The Biopolitics of Feeling: Race, Sex, and Science in the Nineteenth Century
by Kyla Schuller
Duke University Press, 2018 eISBN: 978-0-8223-7235-6 | Cloth: 978-0-8223-6923-3 | Paper: 978-0-8223-6953-0 Library of Congress Classification PN56.S475S385 2017
ABOUT THIS BOOK | AUTHOR BIOGRAPHY | REVIEWS | TOC | REQUEST ACCESSIBLE FILE
ABOUT THIS BOOK
In The Biopolitics of Feeling Kyla Schuller unearths the forgotten, multiethnic sciences of impressibility—the capacity to be transformed by one's environment and experiences—to uncover how biopower developed in the United States. Schuller challenges prevalent interpretations of biopower and literary cultures to reveal how biopower emerged within the discourses and practices of sentimentalism. Through analyses of evolutionary theories, gynecological sciences, abolitionist poetry and other literary texts, feminist tracts, child welfare reforms, and black uplift movements, Schuller excavates a vast apparatus that regulated the capacity of sensory and emotional feeling in an attempt to shape the evolution of the national population. Her historical and theoretical work exposes the overlooked role of sex difference in population management and the optimization of life, illuminating how models of binary sex function as one of the key mechanisms of racializing power. Schuller thereby overturns long-accepted frameworks of the nature of race and sex difference, offers key corrective insights to modern debates surrounding the equation of racism with determinism and the liberatory potential of ideas about the plasticity of the body, and reframes contemporary notions of sentiment, affect, sexuality, evolution, and heredity.
AUTHOR BIOGRAPHY
Kyla Schuller is Assistant Professor of Women's and Gender Studies at Rutgers University, New Brunswick.
REVIEWS
"[Schuller's] terminology here may act as a springboard for additional theorizations of race. . . . An ambitious, conscientious history."
-- Joshua Falek Cultural Studies
"The importance of this book to nineteenth-century studies cannot be understated: it fundamentally rewrites the history of sentimentalism, an affective and cultural formation that dominated norms of comportment and embodiment across the period. . . . "

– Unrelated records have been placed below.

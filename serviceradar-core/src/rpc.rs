//! The `ReportStatus` RPC facade: the single entry point every
//! poller report passes through. Wires the dispatcher, registry,
//! buffered emitter, liveness tracker, and service-device
//! registrar together as a per-call handler.

use std::sync::Arc;

use serviceradar_common::hydrate::CanonicalHydrator;
use serviceradar_common::{AlertSink, Database, PollerStatusRequest, PollerStatusResponse, Service, ServiceStatus};
use serviceradar_decode::decoders::DecodeOutput;
use serviceradar_decode::dispatcher::{dispatch, DispatchOutcome, ReportContext, SysmonSignal};
use serviceradar_emit::{BufferedEmitter, LivenessTracker, SysmonStallTracker};
use serviceradar_registry::DeviceRegistry;

use crate::service_device::{register_core_service_devices, register_host_device, register_service_device_candidate};

/// Implements `ReportStatus`: dispatch every service in the report, fold
/// the results into the registry/emitter/liveness/capability state, and
/// always acknowledge — per-service decode failures are logged, never
/// surfaced to the caller.
pub struct CoreHandler<D, H, A>
where
    D: Database + Clone,
    H: CanonicalHydrator,
    A: AlertSink,
{
    db: D,
    registry: Arc<DeviceRegistry<D>>,
    emitter: Arc<BufferedEmitter>,
    hydrator: H,
    liveness: Arc<LivenessTracker>,
    sysmon_stall: Arc<SysmonStallTracker>,
    alerts: A,
}

impl<D, H, A> CoreHandler<D, H, A>
where
    D: Database + Clone,
    H: CanonicalHydrator,
    A: AlertSink,
{
    pub fn new(
        db: D,
        registry: Arc<DeviceRegistry<D>>,
        emitter: Arc<BufferedEmitter>,
        hydrator: H,
        liveness: Arc<LivenessTracker>,
        sysmon_stall: Arc<SysmonStallTracker>,
        alerts: A,
    ) -> Self {
        Self {
            db,
            registry,
            emitter,
            hydrator,
            liveness,
            sysmon_stall,
            alerts,
        }
    }

    pub async fn report_status(&self, report: PollerStatusRequest) -> PollerStatusResponse {
        let now = report.timestamp;

        if !self.liveness.is_unknown(&report.poller_id) {
            self.liveness.mark_recovered_if_needed(&report.poller_id, now, &self.alerts).await;
        }

        let report_ctx = ReportContext {
            poller_id: report.poller_id.clone(),
            partition: report.partition.clone(),
            source_ip: report.source_ip.clone(),
            timestamp: report.timestamp,
        };

        let mut device_updates = Vec::new();
        let mut interfaces = Vec::new();
        let mut topology_events = Vec::new();

        for service in &report.services {
            let outcome = dispatch(&report_ctx, service, &self.hydrator).await;

            for err in &outcome.errors {
                tracing::warn!(
                    poller_id = %report.poller_id,
                    service = %service.service_name,
                    error = %err,
                    "service decode failed"
                );
            }

            if let Some(signal) = &outcome.sysmon_signal {
                self.emitter.buffer_sysmon(
                    &report.poller_id,
                    signal.host_id.clone(),
                    signal.status.clone(),
                    report.partition.clone(),
                );
            } else if !outcome.output.metrics.is_empty() {
                self.emitter.buffer_metrics(&report.poller_id, outcome.output.metrics.clone());
            }

            self.track_capability(service, &outcome);

            if let Some(signal) = &outcome.sysmon_signal {
                self.track_sysmon_stall(signal, &outcome.output).await;
            }

            device_updates.extend(outcome.output.device_updates.clone());
            interfaces.extend(outcome.output.interfaces);
            topology_events.extend(outcome.output.topology_events);

            self.buffer_service_catalogue(&report, service);

            if let Some(candidate) = &outcome.service_device_candidate {
                if let Some(update) = register_service_device_candidate(candidate, &report.partition, report.timestamp) {
                    self.emitter.buffer_service_device(update);
                }
            }
        }

        if !device_updates.is_empty() {
            if let Err(e) = self.registry.process_batch_device_updates(device_updates).await {
                tracing::warn!(poller_id = %report.poller_id, error = %e, "device update batch failed");
            }
        }

        if !interfaces.is_empty() {
            if let Err(e) = self.db.publish_batch_discovered_interfaces(&interfaces).await {
                tracing::warn!(poller_id = %report.poller_id, error = %e, "discovered interface publish failed");
            }
        }

        if !topology_events.is_empty() {
            if let Err(e) = self.db.publish_batch_topology_discovery_events(&topology_events).await {
                tracing::warn!(poller_id = %report.poller_id, error = %e, "topology discovery event publish failed");
            }
        }

        self.register_service_devices(&report);

        self.liveness.record_report(&report.poller_id, now, &self.emitter).await;

        PollerStatusResponse { received: true }
    }

    fn buffer_service_catalogue(&self, report: &PollerStatusRequest, service: &ServiceStatus) {
        self.emitter.buffer_service_status(&report.poller_id, service.clone());
        self.emitter.buffer_service(
            &report.poller_id,
            Service {
                poller_id: report.poller_id.clone(),
                agent_id: service.agent_id.clone(),
                service_name: service.service_name.clone(),
                service_type: service.service_type.clone(),
                available: service.available,
                timestamp: report.timestamp,
            },
        );
    }

    /// Register the host device (when partition/source_ip are present) and
    /// every core-service device named in the report.
    fn register_service_devices(&self, report: &PollerStatusRequest) {
        if !report.partition.is_empty() && !report.source_ip.is_empty() {
            let has_agent = !report.agent_id.is_empty();
            match register_host_device(&report.partition, &report.source_ip, has_agent, report.timestamp) {
                Ok(update) => self.emitter.buffer_service_device(update),
                Err(e) => tracing::warn!(poller_id = %report.poller_id, error = %e, "host device registration skipped"),
            }
        }

        for update in register_core_service_devices(report) {
            self.emitter.buffer_service_device(update);
        }
    }

    /// Mark a device's icmp/snmp collector capability present based on
    /// which device_id the decode outcome attributed its output to — the
    /// icmp decoder anchors to the reporting agent, the snmp decoder to
    /// each polled target.
    fn track_capability(&self, service: &ServiceStatus, outcome: &DispatchOutcome) {
        match service.service_type.as_str() {
            "icmp" => {
                for metric in &outcome.output.metrics {
                    self.mark_capability(&metric.device_id, "icmp");
                }
            }
            "snmp" => {
                for update in &outcome.output.device_updates {
                    self.mark_capability(&update.device_id, "snmp");
                }
            }
            _ => {}
        }
    }

    fn mark_capability(&self, device_id: &str, capability: &str) {
        let mut capabilities = self.registry.get_collector_capabilities(device_id);
        if capabilities.capabilities.insert(capability.to_string()) {
            self.registry.set_collector_capabilities(device_id, &capabilities);
        }
    }

    /// Feed a sysmon stall signal into the tracker and clear the `sysmon`
    /// capability exactly once, on the transition into the stalled state
    ///.
    async fn track_sysmon_stall(&self, signal: &SysmonSignal, output: &DecodeOutput) {
        let stalled = self.sysmon_stall.record(&signal.host_id, signal.empty_capability_data).await;
        if !stalled {
            return;
        }

        if let Some(update) = output.device_updates.first() {
            let mut capabilities = self.registry.get_collector_capabilities(&update.device_id);
            if capabilities.capabilities.remove("sysmon") {
                self.registry.set_collector_capabilities(&update.device_id, &capabilities);
            }
        }
    }
}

-- Kyla Tompkins American Quarterly
"The Biopolitics of Feeling takes a refreshingly head-on approach to the historical entanglement of race and sex in the United States. . . Stunningly convincing . . . Readers will find an abundant resource of theoretically informed readings of postbellum and Progressive Era science and literature throughout the study, but they will be also unable to ignore Schuller’s urgent warning about feminism’s embeddedness in the machinations of biopower."
-- Britt Rusert Catalyst
"Impressibility and sentimentalism combine in this book to form a rubric assessing a broad and fascinating archive. . . . Schuller offers a broad view of how nineteenth-century Americans were given repeated exposure to the logic of impressibility and affective fitness, to the point where both became unconscious components of civic life."
-- Sheila Liming Legacy
"An impressive synthesis of historical and theoretical work. . . . A well-documented critique of society and valuable contribution to scholarship on biopolitics that addresses persistent issues that can spark intellectual discussions. The book would be useful for scholars across disciplines such as Philosophy, Health Studies, Critical Race Studies, Ethnic Studies and Women, Gender and Sexuality Studies."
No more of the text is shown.